Our August Birthday list:Sophia Efstratiou-August 4th, Ellen Hontzas-August-9th, Kimberly Thompson-August 10th, Russell Thomas-August 11th, Dianna Psaris-August 14th, Moscha Mouzakis-August 15th, Lydia Laird-August 20th, Pete Zouboukos-August 22nd, Victoria Applewhite-August 23rd, Lana Sturgon-August 29th
September Birthday Celebrations: Jennifer Ann Cora-September 6th, Laura Efstratiou-September 7th, Alex Christopher Broome-September 9th, Maria Burnham-September 12th, Dos Thompson-September 12th, Virginia Cora-September 14th, Katherine Efstratiou-September 20th, Costa Glennis-September 23rd
PLEASE LET FATHER ANDREW KNOW OF ANY ADDITIONS OR CORRECTIONS-Thank You!
September Newsletter - articles and events for Septembe will be prepared this week. Please submit information to Father by Noon on Tuesday August 29th,
As we approach the beginning of another school year - we ask if there are any people interested in helping with the Sunday School Ministry. Please contact Presvitera Bonnie. Sunday school registration will take place on Sundays in the Church Hall. Classes will begin on the second Sunday in September (10th).
We need volunteers to help usher on Sundays - usually two people usher each week. Anyone interested in ushering please contact Father Andrew to volunteer.
Altar Servers - young men over the age of 10 are invited to serve in Altar during the Divine Liturgy - if you are interested and want serve your help is greatly appreciated. Just let Father Andrew know. Being at Church 10 mins prior to the LIturgy is appreciated.
Without your donations and constributions it becomes difficult to meet our budgeted expenses. Our monthly expenses include salaries, Gas, Electricity, Water, Archdiocese commitments, and from time to time extra expenses to repair items in the church proper. Please remember that your donations help us to meet these monthly expenses of $12k.
Stewardship Notes:
2017 Stewardship Commitment Cards are available in the Church Narthex and in the Fellowship Hall. Please return your card as soon as possible. Thanking you in advance for your prompt response and continued support of Holy Trinity-Saint John.
Saint Pimen was from Egypt and shone forth in the ascetical life in Scete in the fourth century; he was renowned for his discretion. Many of his sayings and deeds are preserved in the Paradise of the Fathers and the Sayings of the Fathers.

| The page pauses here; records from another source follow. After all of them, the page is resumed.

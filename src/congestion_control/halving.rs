// Copyright (c) 2023 The TQUIC Authors.
//
// Licensed under the Apache License, Version 2.0 (the "License");
// you may not use this file except in compliance with the License.
// You may obtain a copy of the License at
//
//     http://www.apache.org/licenses/LICENSE-2.0
//
// Unless required by applicable law or agreed to in writing, software
// distributed under the License is distributed on an "AS IS" BASIS,
// WITHOUT WARRANTIES OR CONDITIONS OF ANY KIND, either express or implied.
// See the License for the specific language governing permissions and
// limitations under the License.

use log::*;

use super::CongestionController;
use super::CongestionStats;
use crate::AckSample;
use crate::Result;

/// RTT in milliseconds above which an ack counts as delayed. It doubles as
/// the timeout.
const DELAY_THRESHOLD: u64 = 80;

/// Waiting period between two reductions, in multiples of the threshold.
const WAIT_FACTOR: u64 = 2;

/// Halving configurable parameters.
#[derive(Debug, Clone)]
pub struct HalvingConfig {
    /// Minimal congestion window in datagrams.
    min_window: u64,

    /// Initial congestion window in datagrams.
    initial_window: u64,

    /// The window never grows past this value. Defaults to the initial window.
    max_window: u64,
}

impl HalvingConfig {
    pub fn new(min_window: u64, initial_window: u64, max_window: Option<u64>) -> Self {
        Self {
            min_window: min_window.max(1),
            initial_window,
            max_window: max_window.unwrap_or(initial_window),
        }
    }
}

impl Default for HalvingConfig {
    fn default() -> Self {
        Self::new(crate::DEFAULT_MIN_WINDOW, crate::DEFAULT_INITIAL_WINDOW, None)
    }
}

/// Halving controller: one datagram more per healthy ack, half the window at
/// most once per waiting period while acks are delayed.
#[derive(Debug)]
pub struct Halving {
    /// Config
    config: HalvingConfig,

    /// Statistics.
    stats: CongestionStats,

    /// Congestion window in datagrams.
    cwnd: u64,

    /// Ack time of the last reduction. None until the first reduction and
    /// after a healthy ack.
    last_resize_time: Option<u64>,
}

impl Halving {
    pub fn new(config: HalvingConfig) -> Self {
        let cwnd = config.initial_window.max(config.min_window);
        Self {
            config,
            stats: Default::default(),
            cwnd,
            last_resize_time: None,
        }
    }
}

impl CongestionController for Halving {
    fn name(&self) -> &str {
        "HALVING"
    }

    fn on_sent(&mut self, _seq: u64, _send_time: u64) {
        self.stats.datagrams_sent = self.stats.datagrams_sent.saturating_add(1);
    }

    fn on_ack(&mut self, ack: &AckSample) -> Result<()> {
        let rtt = ack.rtt().map_err(|e| {
            self.stats.malformed_acks = self.stats.malformed_acks.saturating_add(1);
            e
        })?;
        self.stats.acks_received = self.stats.acks_received.saturating_add(1);

        if rtt > DELAY_THRESHOLD {
            let waited = match self.last_resize_time {
                Some(t) => ack.ack_time.saturating_sub(t) > WAIT_FACTOR * DELAY_THRESHOLD,
                None => true,
            };
            if waited {
                self.cwnd = ((self.cwnd + 1) / 2).max(self.config.min_window);
                self.last_resize_time = Some(ack.ack_time);
                self.stats.window_reductions = self.stats.window_reductions.saturating_add(1);
            } else {
                self.stats.suppressed_reductions =
                    self.stats.suppressed_reductions.saturating_add(1);
            }
        } else {
            self.last_resize_time = None;
            self.cwnd = self.cwnd.saturating_add(1).min(self.config.max_window);
        }

        trace!(
            "{}. ON_ACK. seq = {}, rtt = {}ms, last_resize = {:?}, cwnd = {}",
            self.name(),
            ack.acked_seq,
            rtt,
            self.last_resize_time,
            self.cwnd
        );
        Ok(())
    }

    fn congestion_window(&self) -> u64 {
        self.cwnd
    }

    fn timeout_ms(&self) -> u64 {
        DELAY_THRESHOLD
    }

    fn initial_window(&self) -> u64 {
        self.config.initial_window
    }

    fn minimal_window(&self) -> u64 {
        self.config.min_window
    }

    fn stats(&self) -> &CongestionStats {
        &self.stats
    }
}

#[cfg(test)]
mod tests {
    use super::*;

    fn ack(seq: u64, ack_time: u64, rtt: u64) -> AckSample {
        AckSample {
            acked_seq: seq,
            send_time: ack_time - rtt,
            recv_time: ack_time - rtt / 2,
            ack_time,
        }
    }

    #[test]
    fn halving_init() {
        let h = Halving::new(HalvingConfig::default());
        assert_eq!(h.name(), "HALVING");
        assert_eq!(h.congestion_window(), 50);
        assert_eq!(h.timeout_ms(), 80);
    }

    #[test]
    fn halving_capped_increase() {
        let mut h = Halving::new(HalvingConfig::new(1, 32, None));
        h.on_ack(&ack(0, 1000, 50)).unwrap();
        assert_eq!(h.congestion_window(), 32);

        let mut h = Halving::new(HalvingConfig::new(1, 32, Some(34)));
        for seq in 0..5 {
            h.on_ack(&ack(seq, 1000 + seq, 50)).unwrap();
        }
        assert_eq!(h.congestion_window(), 34);
    }

    #[test]
    fn halving_waits_between_reductions() {
        let mut h = Halving::new(HalvingConfig::new(1, 32, None));
        h.on_ack(&ack(0, 1000, 100)).unwrap();
        assert_eq!(h.congestion_window(), 16);

        // Within 2 * 80ms of the last reduction.
        h.on_ack(&ack(1, 1100, 100)).unwrap();
        h.on_ack(&ack(2, 1160, 100)).unwrap();
        assert_eq!(h.congestion_window(), 16);
        assert_eq!(h.stats().suppressed_reductions, 2);

        h.on_ack(&ack(3, 1161, 100)).unwrap();
        assert_eq!(h.congestion_window(), 8);

        // A healthy ack resets the waiting period.
        h.on_ack(&ack(4, 1170, 20)).unwrap();
        assert_eq!(h.congestion_window(), 9);
        h.on_ack(&ack(5, 1180, 100)).unwrap();
        assert_eq!(h.congestion_window(), 5);
        assert_eq!(h.stats().window_reductions, 3);
    }

    #[test]
    fn halving_first_reduction_at_start() {
        let mut h = Halving::new(HalvingConfig::new(1, 32, None));

        // No reduction happened yet, so an early delayed ack is not suppressed.
        h.on_ack(&ack(0, 100, 100)).unwrap();
        assert_eq!(h.congestion_window(), 16);
        assert_eq!(h.last_resize_time, Some(100));

        h.on_ack(&ack(1, 150, 100)).unwrap();
        assert_eq!(h.congestion_window(), 16);
        assert_eq!(h.stats().suppressed_reductions, 1);

        h.on_ack(&ack(2, 160, 20)).unwrap();
        assert_eq!(h.last_resize_time, None);
    }

    #[test]
    fn halving_never_below_one() {
        let mut h = Halving::new(HalvingConfig::new(1, 3, None));
        for seq in 0..10 {
            h.on_ack(&ack(seq, 1000 + seq * 200, 500)).unwrap();
            assert!(h.congestion_window() >= 1);
        }
        assert_eq!(h.congestion_window(), 1);
    }
}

Little is known of the holy Martyr Phanurius, except that which is depicted concerning his martyrdom on his holy icon, which was discovered in the year 1500 among the ruins of an ancient church on Rhodes, when the Moslems ruled there. Thus he is called "the Newly Revealed." The faithful pray to Saint Phanurius especially to help them recover things that have been lost, and because he has answered their prayers so often, the custom has arisen of baking a Phaneropita ("Phanurius-Cake") as a thanks-offering.

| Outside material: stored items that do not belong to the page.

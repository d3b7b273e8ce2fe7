// Copyright (c) 2023 The TQUIC Authors.
//
// Licensed under the Apache License, Version 2.0 (the "License");
// you may not use this file except in compliance with the License.
// You may obtain a copy of the License at
//
//     http://www.apache.org/licenses/LICENSE-2.0
//
// Unless required by applicable law or agreed to in writing, software
// distributed under the License is distributed on an "AS IS" BASIS,
// WITHOUT WARRANTIES OR CONDITIONS OF ANY KIND, either express or implied.
// See the License for the specific language governing permissions and
// limitations under the License.

use std::cmp::Reverse;
use std::collections::BinaryHeap;
use std::collections::VecDeque;
use std::fs::File;
use std::io::BufRead;
use std::io::BufReader;

use log::debug;
use log::trace;
use log::warn;
use rand::rngs::StdRng;
use rand::Rng;
use rand::SeedableRng;

use datagrump::Controller;
use datagrump::ControllerConfig;

pub type Result<T> = std::result::Result<T, Box<dyn std::error::Error>>;

/// Return the log target for the given log file. Logs go to `stderr` if no
/// file is specified.
pub fn log_target(log_file: &Option<String>) -> Result<env_logger::Target> {
    match log_file {
        Some(path) => Ok(env_logger::Target::Pipe(Box::new(File::create(path)?))),
        None => Ok(env_logger::Target::Stderr),
    }
}

/// Load controller configurations from a JSON file. Missing fields take their
/// default values.
pub fn load_controller_config(path: &str) -> Result<ControllerConfig> {
    let file = File::open(path)?;
    let conf: ControllerConfig = serde_json::from_reader(BufReader::new(file))?;
    conf.validate()?;
    Ok(conf)
}

/// Load a delivery trace: one millisecond timestamp per line, each granting
/// one datagram delivery opportunity. The trace repeats after its last entry.
pub fn load_trace(path: &str) -> Result<Vec<u64>> {
    parse_trace(BufReader::new(File::open(path)?))
}

fn parse_trace<R: BufRead>(reader: R) -> Result<Vec<u64>> {
    let mut ops = Vec::new();
    for (lineno, line) in reader.lines().enumerate() {
        let line = line?;
        let line = line.trim();
        if line.is_empty() {
            continue;
        }

        let t: u64 = line
            .parse()
            .map_err(|e| format!("trace line {}: {:?}: {}", lineno + 1, line, e))?;
        if let Some(&last) = ops.last() {
            if t < last {
                return Err(format!("trace line {}: {} goes back in time", lineno + 1, t).into());
            }
        }
        ops.push(t);
    }

    if ops.is_empty() {
        return Err("empty trace".into());
    }
    Ok(ops)
}

/// How the bottleneck link hands out delivery opportunities.
#[derive(Debug, Clone)]
pub enum DeliverySchedule {
    /// Fixed rate in datagrams per second.
    Constant(f64),

    /// Delivery opportunities in milliseconds, repeated periodically.
    Trace(Vec<u64>),
}

/// Walks a periodic delivery trace.
#[derive(Debug)]
struct TraceCursor {
    ops: Vec<u64>,
    index: usize,
    base: u64,
    period: u64,
}

impl TraceCursor {
    fn new(ops: Vec<u64>) -> Self {
        let period = ops.last().copied().unwrap_or(0).max(1);
        Self {
            ops,
            index: 0,
            base: 0,
            period,
        }
    }

    /// Number of delivery opportunities up to and including `now` that were
    /// not handed out yet.
    fn opportunities(&mut self, now: u64) -> u64 {
        let mut n = 0;
        while !self.ops.is_empty() && self.base + self.ops[self.index] <= now {
            n += 1;
            self.index += 1;
            if self.index == self.ops.len() {
                self.index = 0;
                self.base += self.period;
            }
        }
        n
    }
}

/// Bottleneck link configurations.
#[derive(Debug, Clone)]
pub struct LinkConfig {
    /// Delivery schedule of the bottleneck.
    pub schedule: DeliverySchedule,

    /// One-way propagation delay in milliseconds, applied in both directions.
    pub one_way_delay: u64,

    /// Max random extra delay of the ack path in milliseconds.
    pub jitter: u64,

    /// Max number of queued datagrams. Zero leaves the queue unbounded.
    pub queue_limit: usize,

    /// Probability that a datagram is lost before entering the queue.
    pub loss: f64,

    /// Seed of the random generator.
    pub seed: u64,
}

impl Default for LinkConfig {
    fn default() -> Self {
        Self {
            schedule: DeliverySchedule::Constant(1000.0),
            one_way_delay: 20,
            jitter: 0,
            queue_limit: 0,
            loss: 0.0,
            seed: 0,
        }
    }
}

/// An ack travelling back to the sender.
#[derive(Debug, Clone, Copy, PartialEq, Eq, PartialOrd, Ord)]
pub struct Ack {
    /// When the ack reaches the sender.
    pub ack_time: u64,

    /// Sequence number of the acknowledged datagram.
    pub seq: u64,

    /// When the datagram was sent.
    pub send_time: u64,

    /// When the datagram left the bottleneck.
    pub recv_time: u64,
}

/// A single bottleneck link with a FIFO queue and a fixed delay path back.
pub struct Link {
    config: LinkConfig,
    queue: VecDeque<(u64, u64)>,
    credit: f64,
    cursor: Option<TraceCursor>,
    acks: BinaryHeap<Reverse<Ack>>,
    rng: StdRng,
    dropped: u64,
}

impl Link {
    pub fn new(config: LinkConfig) -> Self {
        let cursor = match &config.schedule {
            DeliverySchedule::Trace(ops) => Some(TraceCursor::new(ops.clone())),
            DeliverySchedule::Constant(_) => None,
        };
        let rng = StdRng::seed_from_u64(config.seed);

        Self {
            config,
            queue: VecDeque::new(),
            credit: 0.0,
            cursor,
            acks: BinaryHeap::new(),
            rng,
            dropped: 0,
        }
    }

    /// Offer a datagram to the link. Return false if it was dropped.
    pub fn send(&mut self, seq: u64, now: u64) -> bool {
        if self.config.loss > 0.0 && self.rng.gen::<f64>() < self.config.loss {
            self.dropped += 1;
            trace!("link: lost datagram {} at {}", seq, now);
            return false;
        }
        if self.config.queue_limit > 0 && self.queue.len() >= self.config.queue_limit {
            self.dropped += 1;
            trace!("link: queue full, drop datagram {} at {}", seq, now);
            return false;
        }

        self.queue.push_back((seq, now));
        true
    }

    /// Serve the queue for the millisecond `now`.
    pub fn tick(&mut self, now: u64) {
        let opportunities = match (&self.config.schedule, self.cursor.as_mut()) {
            (_, Some(cursor)) => cursor.opportunities(now),
            (DeliverySchedule::Constant(rate), None) => {
                self.credit += rate / 1000.0;
                let n = self.credit.floor();
                self.credit -= n;
                n as u64
            }
            (DeliverySchedule::Trace(_), None) => 0,
        };

        for _ in 0..opportunities {
            let (seq, send_time) = match self.queue.pop_front() {
                Some(d) => d,
                None => break,
            };

            let recv_time = now + self.config.one_way_delay;
            let jitter = if self.config.jitter > 0 {
                self.rng.gen_range(0..=self.config.jitter)
            } else {
                0
            };
            self.acks.push(Reverse(Ack {
                ack_time: recv_time + self.config.one_way_delay + jitter,
                seq,
                send_time,
                recv_time,
            }));
        }
    }

    /// Pop the next ack arriving at or before `now`.
    pub fn poll_ack(&mut self, now: u64) -> Option<Ack> {
        match self.acks.peek() {
            Some(Reverse(ack)) if ack.ack_time <= now => self.acks.pop().map(|Reverse(a)| a),
            _ => None,
        }
    }

    /// Number of datagrams waiting at the bottleneck.
    pub fn queue_len(&self) -> usize {
        self.queue.len()
    }

    /// Number of datagrams dropped by the link.
    pub fn dropped(&self) -> u64 {
        self.dropped
    }
}

/// Result of a simulation run.
#[derive(Debug, Default)]
pub struct Report {
    /// Simulated time in milliseconds.
    pub duration: u64,

    /// Datagrams sent, including those sent on timeout.
    pub sent: u64,

    /// Datagrams sent on timeout while the window was closed.
    pub forced_sends: u64,

    /// Acks delivered to the controller.
    pub acked: u64,

    /// Datagrams dropped by the link.
    pub dropped: u64,

    /// Acks rejected by the controller.
    pub rejected: u64,

    /// RTT of every accepted ack, in milliseconds.
    pub rtt_samples: Vec<f64>,

    /// (time, window) pairs taken at the sample interval.
    pub window_samples: Vec<(u64, u64)>,
}

impl Report {
    /// Acked datagrams per second.
    pub fn throughput(&self) -> f64 {
        if self.duration == 0 {
            return 0.0;
        }
        self.acked as f64 * 1000.0 / self.duration as f64
    }
}

/// Drives a controller against a simulated link, the way a datagram sender
/// does: send while the window is open, send one datagram anyway when no
/// event happened within the timeout, and never retransmit.
pub struct Simulation {
    controller: Controller,
    link: Link,
    next_seq: u64,
    next_ack_expected: u64,
    last_activity: u64,
}

impl Simulation {
    pub fn new(controller: Controller, link: Link) -> Self {
        Self {
            controller,
            link,
            next_seq: 0,
            next_ack_expected: 0,
            last_activity: 0,
        }
    }

    pub fn controller(&self) -> &Controller {
        &self.controller
    }

    fn send(&mut self, now: u64, report: &mut Report) {
        let seq = self.next_seq;
        self.controller.datagram_was_sent(seq, now);
        self.link.send(seq, now);
        self.next_seq += 1;
        self.last_activity = now;
        report.sent += 1;
    }

    /// Run for `duration` milliseconds, sampling the window every
    /// `sample_interval` milliseconds.
    pub fn run(&mut self, duration: u64, sample_interval: u64) -> Report {
        let mut report = Report {
            duration,
            ..Report::default()
        };
        let sample_interval = sample_interval.max(1);

        for now in 0..duration {
            self.link.tick(now);

            while let Some(ack) = self.link.poll_ack(now) {
                match self
                    .controller
                    .ack_received(ack.seq, ack.send_time, ack.recv_time, ack.ack_time)
                {
                    Ok(_) => {
                        report.acked += 1;
                        report
                            .rtt_samples
                            .push(ack.ack_time.saturating_sub(ack.send_time) as f64);
                    }
                    Err(e) => {
                        warn!("ack {} rejected: {:?}", ack.seq, e);
                        report.rejected += 1;
                    }
                }
                self.next_ack_expected = self.next_ack_expected.max(ack.seq + 1);
                self.last_activity = now;
            }

            while self.next_seq - self.next_ack_expected < self.controller.window_size() {
                self.send(now, &mut report);
            }

            if now.saturating_sub(self.last_activity) >= self.controller.timeout_ms() {
                debug!(
                    "timeout at {}, {} datagrams outstanding",
                    now,
                    self.next_seq - self.next_ack_expected
                );
                self.send(now, &mut report);
                report.forced_sends += 1;
            }

            if now % sample_interval == 0 {
                report
                    .window_samples
                    .push((now, self.controller.window_size()));
            }
        }

        report.dropped = self.link.dropped();
        report
    }
}

#[cfg(test)]
mod tests {
    use super::*;
    use datagrump::Config;

    #[test]
    fn trace_parse() {
        let ops = parse_trace("1\n1\n\n 3 \n".as_bytes()).unwrap();
        assert_eq!(ops, vec![1, 1, 3]);

        assert!(parse_trace("".as_bytes()).is_err());
        assert!(parse_trace("5\n4\n".as_bytes()).is_err());
        assert!(parse_trace("1\nx\n".as_bytes()).is_err());
    }

    #[test]
    fn trace_cursor_repeats() {
        let mut cursor = TraceCursor::new(vec![1, 1, 3]);
        let counts: Vec<u64> = (0..7).map(|now| cursor.opportunities(now)).collect();
        assert_eq!(counts, vec![0, 2, 0, 1, 2, 0, 1]);
    }

    #[test]
    fn link_constant_rate() {
        let mut link = Link::new(LinkConfig {
            one_way_delay: 10,
            ..LinkConfig::default()
        });
        assert!(link.send(0, 0));
        assert!(link.send(1, 0));

        link.tick(0);
        link.tick(1);
        assert_eq!(link.queue_len(), 0);

        assert_eq!(link.poll_ack(19), None);
        let ack = link.poll_ack(20).unwrap();
        assert_eq!((ack.seq, ack.send_time, ack.recv_time), (0, 0, 10));
        assert_eq!(link.poll_ack(20), None);
        assert_eq!(link.poll_ack(21).map(|a| a.seq), Some(1));
    }

    #[test]
    fn link_queue_limit() {
        let mut link = Link::new(LinkConfig {
            queue_limit: 2,
            ..LinkConfig::default()
        });
        assert!(link.send(0, 0));
        assert!(link.send(1, 0));
        assert!(!link.send(2, 0));
        assert_eq!(link.dropped(), 1);
    }

    #[test]
    fn simulation_run() {
        let controller = Controller::new(&Config::new()).unwrap();
        let link = Link::new(LinkConfig {
            queue_limit: 100,
            ..LinkConfig::default()
        });
        let mut sim = Simulation::new(controller, link);

        let report = sim.run(2000, 100);
        assert!(report.acked > 0);
        assert_eq!(report.rejected, 0);
        assert_eq!(report.window_samples.len(), 20);
        assert!(report.window_samples.iter().all(|&(_, w)| w >= 1));
        assert!(report.rtt_samples.iter().all(|&rtt| rtt >= 40.0));
        assert!(report.throughput() <= 1000.0);
    }
}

Saint Moses, who is also called Moses the Black, was a slave, but because of his evil life, his master cast him out, and he became a ruthless thief, dissolute in all his ways. Later, however, coming to repentance, he converted, and took up the monastic life under Saint Isidore of Scete. He gave himself over to prayer and the mortification of the carnal mind with such diligence that he later became a priest of exemplary virtue. He was revered by all for his lofty ascetical life and for his great humility. Once the Fathers in Scete asked Moses to come to an assembly to judge the fault of a certain brother, but he refused. When they insisted, he took a basket which had a hole in it, filled it with sand, and carried it on his shoulders. When the Fathers saw him coming they asked him what the basket might mean. He answered, "My sins run out behind me, and I do not see them, and I am come this day to judge failings which are not mine." When a barbarian tribe was coming to Scete, Moses, conscious that he himself had slain other men when he was a thief, awaited them and was willingly slain by them with six other monks, at the end of the fourth century. He was a contemporary of Saint Arsenius the Great (see May 8).
Saint Job of Pochaev was born about 1551 in southwest Galicia of a pious Orthodox family. In his tenth year the Saint departed for the Ugornitsky Monastery of our Saviour in the Carpathian Mountains. Tonsured after two years, he was ordained hieromonk about 1580. Renowned for his meekness and humility, Job was invited by the great zealot for Holy Orthodoxy in the Carpatho-Russia, Prince Constantine Ostrozhky, to be Abbot of the Monastery of the Cross in Dubno. In his zeal for the preservation and propagation of the Orthodox Faith, and to counteract the propaganda of the Uniates, he printed and widely disseminated Orthodox spiritual and liturgical books. About 1600 he removed to the Mountain of Pochaev where at insistence of the brethren, he became Abbot of the Monastery of the Dormition of the Theotokos, which he enlarged and made to flourish. Through his labours, a large printing works was founded at Pochaev and greatly assisted in the nurture of the Orthodox faithful in that region. His monastery became the center of the Orthodox Church in western Ukraine. The Saint reposed, having taken the schema with the name of John, in 1651, at the advanced age of one hundred.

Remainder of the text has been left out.